PASSION: an ensemble neural network approach for identifying the binding sites of RBPs on circRNAs

MOTIVATION Different from traditional linear RNAs (containing 5' and 3' ends), circular RNAs (circRNAs) are a special type of RNAs that have a closed ring structure. Accumulating evidence has indicated that circRNAs can directly bind proteins and participate in a myriad of different biological processes. RESULTS For identifying the interaction of circRNAs with 37 different types of circRNA-binding proteins, we develop an ensemble neural network, termed PASSION, which is based on the concatenated artificial neural network (ANN) and hybrid deep neural network frameworks. Specifically, the input of the ANN is the optimal feature subset for each RBP, which has been selected from six types of feature encoding schemes through incremental feature selection and application of the XGBoost algorithm. In turn, the input of the hybrid deep neural network is a stacked codon-based scheme. Benchmarking experiments indicate that the ensemble neural network reaches the average best AUC of 0.883 across the 37 circRNA datasets when compared to XGBoost, k-Nearest Neighbor, support vector machine, random forest, logistic regression and Naive Bayes. Moreover, each of the 37 RBP models is extensively tested by performing independent tests, with the varying sequence similarity thresholds of 0.8, 0.7, 0.6 and 0.5, respectively. The corresponding average AUC obtained are 0.883, 0.876, 0.868 and 0.883, respectively, highlighting the effectiveness and robustness of PASSION. Extensive benchmarking experiments demonstrate that PASSION achieves a competitive performance for identifying binding sites between circRNA and RBPs, when compared with several state-of-the-art methods. AVAILABILITY A user-friendly web server of PASSION is publicly accessible at http://flagship.erc.monash.edu/PASSION/. SUPPLEMENTARY INFORMATION Supplementary data are available at Bioinformatics online.

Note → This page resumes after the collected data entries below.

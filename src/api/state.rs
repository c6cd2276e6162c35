use std::sync::Arc;

use crate::services::RecommendationContext;

/// Shared application state
///
/// The context is read-only after startup, so handlers share it without locking.
#[derive(Clone)]
pub struct AppState {
    pub context: Arc<RecommendationContext>,
}

impl AppState {
    pub fn new(context: RecommendationContext) -> Self {
        Self {
            context: Arc::new(context),
        }
    }
}
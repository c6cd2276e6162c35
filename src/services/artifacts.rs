use std::path::Path;

use anyhow::Context;
use serde::de::DeserializeOwned;

/// Reads and deserializes a JSON artifact produced by the offline training job
pub fn read_json<T: DeserializeOwned>(path: &Path) -> anyhow::Result<T> {
    let raw = std::fs::read_to_string(path)
        .with_context(|| format!("Failed to read {}", path.display()))?;
    serde_json::from_str(&raw).with_context(|| format!("Failed to parse {}", path.display()))
}
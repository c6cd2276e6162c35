pub mod artifacts;
pub mod catalog;
pub mod predictor;
pub mod recommendations;
pub mod scaler;
pub mod scoring;

pub use predictor::{LinearRegressor, Predictor};
pub use recommendations::{recommend_materials, RecommendationContext, TOP_K};
pub use scaler::{Scaler, StandardScaler};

[1]  Amaresh C Panda,et al.  Identification of HuR target circular RNAs uncovers suppression of PABPN1 translation by CircPABPN1 , 2017, RNA biology.

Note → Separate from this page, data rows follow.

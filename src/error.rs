use axum::{
    extract::rejection::JsonRejection,
    http::StatusCode,
    response::{IntoResponse, Response},
    Json,
};
use serde_json::json;

/// Application-level errors
#[derive(thiserror::Error, Debug)]
pub enum AppError {
    #[error("Invalid input: {0}")]
    InvalidInput(String),

    #[error("Prediction error: {0}")]
    Prediction(String),
}

impl From<JsonRejection> for AppError {
    fn from(rejection: JsonRejection) -> Self {
        AppError::InvalidInput(rejection.body_text())
    }
}

impl IntoResponse for AppError {
    fn into_response(self) -> Response {
        let (status, message) = match self {
            AppError::InvalidInput(msg) => (StatusCode::BAD_REQUEST, msg),
            AppError::Prediction(_) => (StatusCode::INTERNAL_SERVER_ERROR, self.to_string()),
        };

        let body = Json(json!({
            "error": message
        }));

        (status, body).into_response()
    }
}

pub type AppResult<T> = Result<T, AppError>;

#[cfg(test)]
mod tests {
    use super::*;

    #[test]
    fn test_invalid_input_maps_to_bad_request() {
        let response = AppError::InvalidInput("missing field".to_string()).into_response();
        assert_eq!(response.status(), StatusCode::BAD_REQUEST);
    }

    #[test]
    fn test_prediction_error_maps_to_server_error() {
        let response = AppError::Prediction("NaN".to_string()).into_response();
        assert_eq!(response.status(), StatusCode::INTERNAL_SERVER_ERROR);
    }
}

[2]  Sebastian D. Mackowiak,et al.  Circular RNAs are a large class of animal RNAs with regulatory potency , 2013, Nature.

[3]  Geoffrey I. Webb,et al.  GlycoMine: a machine learning-based approach for predicting N-, C- and O-linked glycosylation in the human proteome , 2015, Bioinform..

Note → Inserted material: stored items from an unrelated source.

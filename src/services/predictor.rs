use std::path::Path;

use anyhow::Context;
use serde::Deserialize;

use crate::{
    error::{AppError, AppResult},
    models::{features::check_feature_contract, FeatureVector, FEATURE_COUNT},
};

use super::artifacts::read_json;

/// Regression model mapping a scaled feature vector to a single prediction
///
/// Backends are loaded once at startup and shared across requests, so
/// implementations must not rely on interior mutability for inference.
#[cfg_attr(test, mockall::automock)]
pub trait Predictor: Send + Sync {
    fn predict(&self, features: &FeatureVector) -> AppResult<f64>;
}

/// Serialized form of a linear regression model
#[derive(Debug, Deserialize)]
struct LinearArtifact {
    schema_version: u32,
    #[serde(default)]
    target: Option<String>,
    features: Vec<String>,
    coefficients: Vec<f64>,
    intercept: f64,
}

/// Linear surrogate exported from a trained regressor
#[derive(Debug, Clone, PartialEq)]
pub struct LinearRegressor {
    target: String,
    coefficients: [f64; FEATURE_COUNT],
    intercept: f64,
}

impl LinearRegressor {
    pub fn new(
        target: impl Into<String>,
        coefficients: [f64; FEATURE_COUNT],
        intercept: f64,
    ) -> anyhow::Result<Self> {
        if coefficients.iter().any(|c| !c.is_finite()) || !intercept.is_finite() {
            anyhow::bail!("model parameters must be finite");
        }
        Ok(Self {
            target: target.into(),
            coefficients,
            intercept,
        })
    }

    /// Loads a model, failing if it was fitted on a different feature layout
    pub fn load(path: &Path) -> anyhow::Result<Self> {
        let artifact: LinearArtifact = read_json(path)?;
        Self::from_artifact(artifact, path)
            .with_context(|| format!("Invalid model {}", path.display()))
    }

    fn from_artifact(artifact: LinearArtifact, path: &Path) -> anyhow::Result<Self> {
        check_feature_contract(artifact.schema_version, &artifact.features)
            .map_err(anyhow::Error::msg)?;

        let coefficients: [f64; FEATURE_COUNT] =
            artifact.coefficients.try_into().map_err(|v: Vec<f64>| {
                anyhow::anyhow!("expected {} coefficients, got {}", FEATURE_COUNT, v.len())
            })?;

        let target = artifact.target.unwrap_or_else(|| {
            path.file_stem()
                .map(|stem| stem.to_string_lossy().into_owned())
                .unwrap_or_else(|| "prediction".to_string())
        });

        Self::new(target, coefficients, artifact.intercept)
    }

    /// Name of the predicted quantity, used in logs and errors
    pub fn target(&self) -> &str {
        &self.target
    }
}

impl Predictor for LinearRegressor {
    fn predict(&self, features: &FeatureVector) -> AppResult<f64> {
        let prediction = features
            .values()
            .iter()
            .zip(self.coefficients)
            .fold(self.intercept, |acc, (x, w)| acc + x * w);

        if !prediction.is_finite() {
            return Err(AppError::Prediction(format!(
                "{} model produced a non-finite value",
                self.target
            )));
        }

        Ok(prediction)
    }
}
// ReqLog - platform/fs.rs
//
// Filesystem helpers for the app layer: opening a day's log file and
// replacing an export artifact atomically.

use std::fs::File;
use std::io::{self, BufReader, Write};
use std::path::Path;

/// Open `path` for buffered reading.
///
/// Returns `Ok(None)` when the file does not exist; any other failure
/// (permissions, path is a directory, ...) is returned as an error.
pub fn open_if_exists(path: &Path) -> io::Result<Option<BufReader<File>>> {
    match File::open(path) {
        Ok(file) => Ok(Some(BufReader::new(file))),
        Err(e) if e.kind() == io::ErrorKind::NotFound => Ok(None),
        Err(e) => Err(e),
    }
}

/// Replace `path` with `bytes` in one step.
///
/// The content goes to a temporary file in the same directory which is then
/// renamed over the destination. Concurrent writers to the same path resolve
/// to one complete file (last rename wins); readers never see a partial file.
/// Missing parent directories are created.
pub fn replace_file(path: &Path, bytes: &[u8]) -> io::Result<()> {
    let dir = match path.parent() {
        Some(parent) if !parent.as_os_str().is_empty() => parent,
        _ => Path::new("."),
    };
    std::fs::create_dir_all(dir)?;

    let mut tmp = tempfile::Builder::new()
        .prefix(".reqlog-")
        .suffix(".tmp")
        .tempfile_in(dir)?;
    tmp.write_all(bytes)?;
    tmp.as_file().sync_all()?;
    tmp.persist(path).map_err(|e| e.error)?;

    tracing::debug!(path = %path.display(), bytes = bytes.len(), "File replaced");
    Ok(())
}

#[cfg(test)]
mod tests {
    use super::*;
    use std::io::Read;

    #[test]
    fn test_open_missing_file_is_none() {
        let dir = tempfile::tempdir().unwrap();
        let result = open_if_exists(&dir.path().join("nope.log")).unwrap();
        assert!(result.is_none());
    }

    #[test]
    fn test_open_existing_file() {
        let dir = tempfile::tempdir().unwrap();
        let path = dir.path().join("day.log");
        std::fs::write(&path, "hello\n").unwrap();

        let mut reader = open_if_exists(&path).unwrap().expect("file exists");
        let mut content = String::new();
        reader.read_to_string(&mut content).unwrap();
        assert_eq!(content, "hello\n");
    }

    #[test]
    fn test_open_directory_is_an_error_on_read() {
        let dir = tempfile::tempdir().unwrap();
        // Opening a directory succeeds on some platforms; reading it never does.
        match open_if_exists(dir.path()) {
            Ok(Some(mut reader)) => {
                let mut buf = Vec::new();
                assert!(reader.read_to_end(&mut buf).is_err());
            }
            Ok(None) => panic!("directory must not be reported as missing"),
            Err(_) => {}
        }
    }

    #[test]
    fn test_replace_file_overwrites_and_leaves_no_temp_files() {
        let dir = tempfile::tempdir().unwrap();
        let path = dir.path().join("nested").join("out.xlsx");

        replace_file(&path, b"first").unwrap();
        replace_file(&path, b"second").unwrap();

        assert_eq!(std::fs::read(&path).unwrap(), b"second");
        let leftovers: Vec<_> = std::fs::read_dir(path.parent().unwrap())
            .unwrap()
            .filter_map(|e| e.ok())
            .filter(|e| e.file_name().to_string_lossy().ends_with(".tmp"))
            .collect();
        assert!(leftovers.is_empty(), "temp files left behind: {leftovers:?}");
    }
}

[4]  Qi Feng,et al.  Transcriptome-wide investigation of circular RNAs in rice , 2015, RNA.

[5]  Geoffrey I. Webb,et al.  GlycoMinestruct: a new bioinformatics tool for highly accurate mapping of the human N-linked and O-linked glycoproteomes by incorporating structural features , 2016, Scientific Reports.

[6]  Ning Chen,et al.  Chromatin accessibility prediction via convolutional long short-term memory networks with k-mer embedding , 2017, Bioinform..

[7]  Ran Su,et al.  Exploring sequence‐based features for the improved prediction of DNA N4‐methylcytosine sites in multiple species , 2018, Bioinform..

[8]  Weining Yang,et al.  Foxo3 circular RNA retards cell cycle progression via forming ternary complexes with p21 and CDK2 , 2016, Nucleic acids research.

[9]  C. Ghigna,et al.  EMT and stemness: flexible processes tuned by alternative splicing in development and cancer progression , 2017, Molecular Cancer.

[10]  Hong-Bin Shen,et al.  Predicting circRNA-RBP interaction sites using a codon-based encoding and hybrid deep neural networks , 2018, bioRxiv.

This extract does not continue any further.